Я тронулся в путь. Макгрегор старался идти со мной в ногу, как на параде.
— Думаю, малыш, ты никогда не изменишься. — (Казалось, я слышу свою мать.) — Раньше я мог зайти к тебе в любое время дня и ночи. Теперь ты писатель… большая шишка… нет времени для старых друзей.
— Слушай, кончай, — сказал я. — Сам знаешь, что это не так.
— А как еще объяснить?
— Видишь ли… Я просто дорожу своим временем. Мне не под силу решить твои проблемы.
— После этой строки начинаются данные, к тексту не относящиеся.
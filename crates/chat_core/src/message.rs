//! Message types making up the conversation history

use chrono::{DateTime, Utc};
use serde::{Deserialize, Serialize};
use uuid::Uuid;

use crate::booking::{BookingInfo, HotelInfo};

/// The assistant message every session starts with.
pub const GREETING_TEXT: &str = "Hello! I'm your AI hotel concierge. I can help you search for hotels, make bookings, modify reservations, or cancel them. How can I assist you today?";

/// Substituted for the assistant reply when the transport call fails.
pub const FALLBACK_REPLY_TEXT: &str =
    "I'm sorry, I encountered an error processing your request. Please try again.";

/// Who authored a message.
#[derive(Debug, Clone, Copy, Serialize, Deserialize, PartialEq, Eq)]
#[serde(rename_all = "lowercase")]
pub enum Sender {
    User,
    Assistant,
}

/// A single entry in the conversation history.
///
/// Messages are immutable once appended; only a full session reset
/// removes them.
#[derive(Debug, Clone, Serialize, Deserialize, PartialEq)]
#[serde(rename_all = "camelCase")]
pub struct Message {
    pub id: Uuid,
    pub content: String,
    pub sender: Sender,
    pub timestamp: DateTime<Utc>,

    /// Booking confirmation attached to assistant replies.
    #[serde(skip_serializing_if = "Option::is_none")]
    pub booking_info: Option<BookingInfo>,

    /// Hotel search results, passed through untouched for rendering.
    #[serde(skip_serializing_if = "Option::is_none")]
    pub hotels: Option<Vec<HotelInfo>>,
}

impl Message {
    /// Create a user message with a fresh id and timestamp.
    pub fn user(content: impl Into<String>) -> Self {
        Self {
            id: Uuid::new_v4(),
            content: content.into(),
            sender: Sender::User,
            timestamp: Utc::now(),
            booking_info: None,
            hotels: None,
        }
    }

    /// Create an assistant message, optionally carrying structured payloads.
    pub fn assistant(
        content: impl Into<String>,
        booking_info: Option<BookingInfo>,
        hotels: Option<Vec<HotelInfo>>,
    ) -> Self {
        Self {
            id: Uuid::new_v4(),
            content: content.into(),
            sender: Sender::Assistant,
            timestamp: Utc::now(),
            booking_info,
            hotels,
        }
    }

    /// The seeded greeting message. Fresh id and timestamp on every call.
    pub fn greeting() -> Self {
        Self::assistant(GREETING_TEXT, None, None)
    }
}

#[cfg(test)]
mod tests {
    use super::*;

    #[test]
    fn user_message_has_no_attachments() {
        let msg = Message::user("Book a room");
        assert_eq!(msg.sender, Sender::User);
        assert_eq!(msg.content, "Book a room");
        assert!(msg.booking_info.is_none());
        assert!(msg.hotels.is_none());
    }

    #[test]
    fn greeting_is_fresh_each_time() {
        let a = Message::greeting();
        let b = Message::greeting();
        assert_eq!(a.content, b.content);
        assert_eq!(a.sender, Sender::Assistant);
        assert_ne!(a.id, b.id);
    }

    #[test]
    fn sender_serializes_lowercase() {
        assert_eq!(serde_json::to_string(&Sender::User).unwrap(), "\"user\"");
        assert_eq!(
            serde_json::to_string(&Sender::Assistant).unwrap(),
            "\"assistant\""
        );
    }
}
Только ты сам можешь их решить. Ты не первый, кого водят за нос.
— А ты? Забыл, как ночами не давал мне спать, рассказывая об Уне Гиффорд?
— Нам было тогда двадцать.
— Никогда не поздно полюбить. В нашем возрасте все еще острее. Я не могу потерять ее.
— То есть как не можешь?
— Слишком забрало. Теперь не то что в юности — влюбиться труднее. Для меня будет большим несчастьем утратить это чувство. Пусть мы не поженимся, но мне надо знать, что она… достижима. Я готов любить ее даже на расстоянии, если на то пошло.
Я улыбнулся:
— Забавно от тебя такое слышать. Как раз на днях писал о похожем в романе. И знаешь, к какому выводу пришел?
— Лучше остаться холостяком?
— Нет, я понял то, что в животном мире знает каждый осел, а именно: надо любить, что бы ни случилось. Пусть она даже выйдет замуж, ты все равно можешь ее любить. Что ты об этом думаешь?
— Тебе хорошо говорить, малыш.
— Вот именно. Решать тебе. Многие мужчины отступились бы. Предположим, она поселится в Гонконге. Что изменит расстояние?
— Ты говоришь, как проповедник из «Христианской науки» [134], малыш. Но я влюбился не в Деву Марию. Почему я должен спокойно смотреть, как она отдаляется от меня? Ты мелешь чепуху.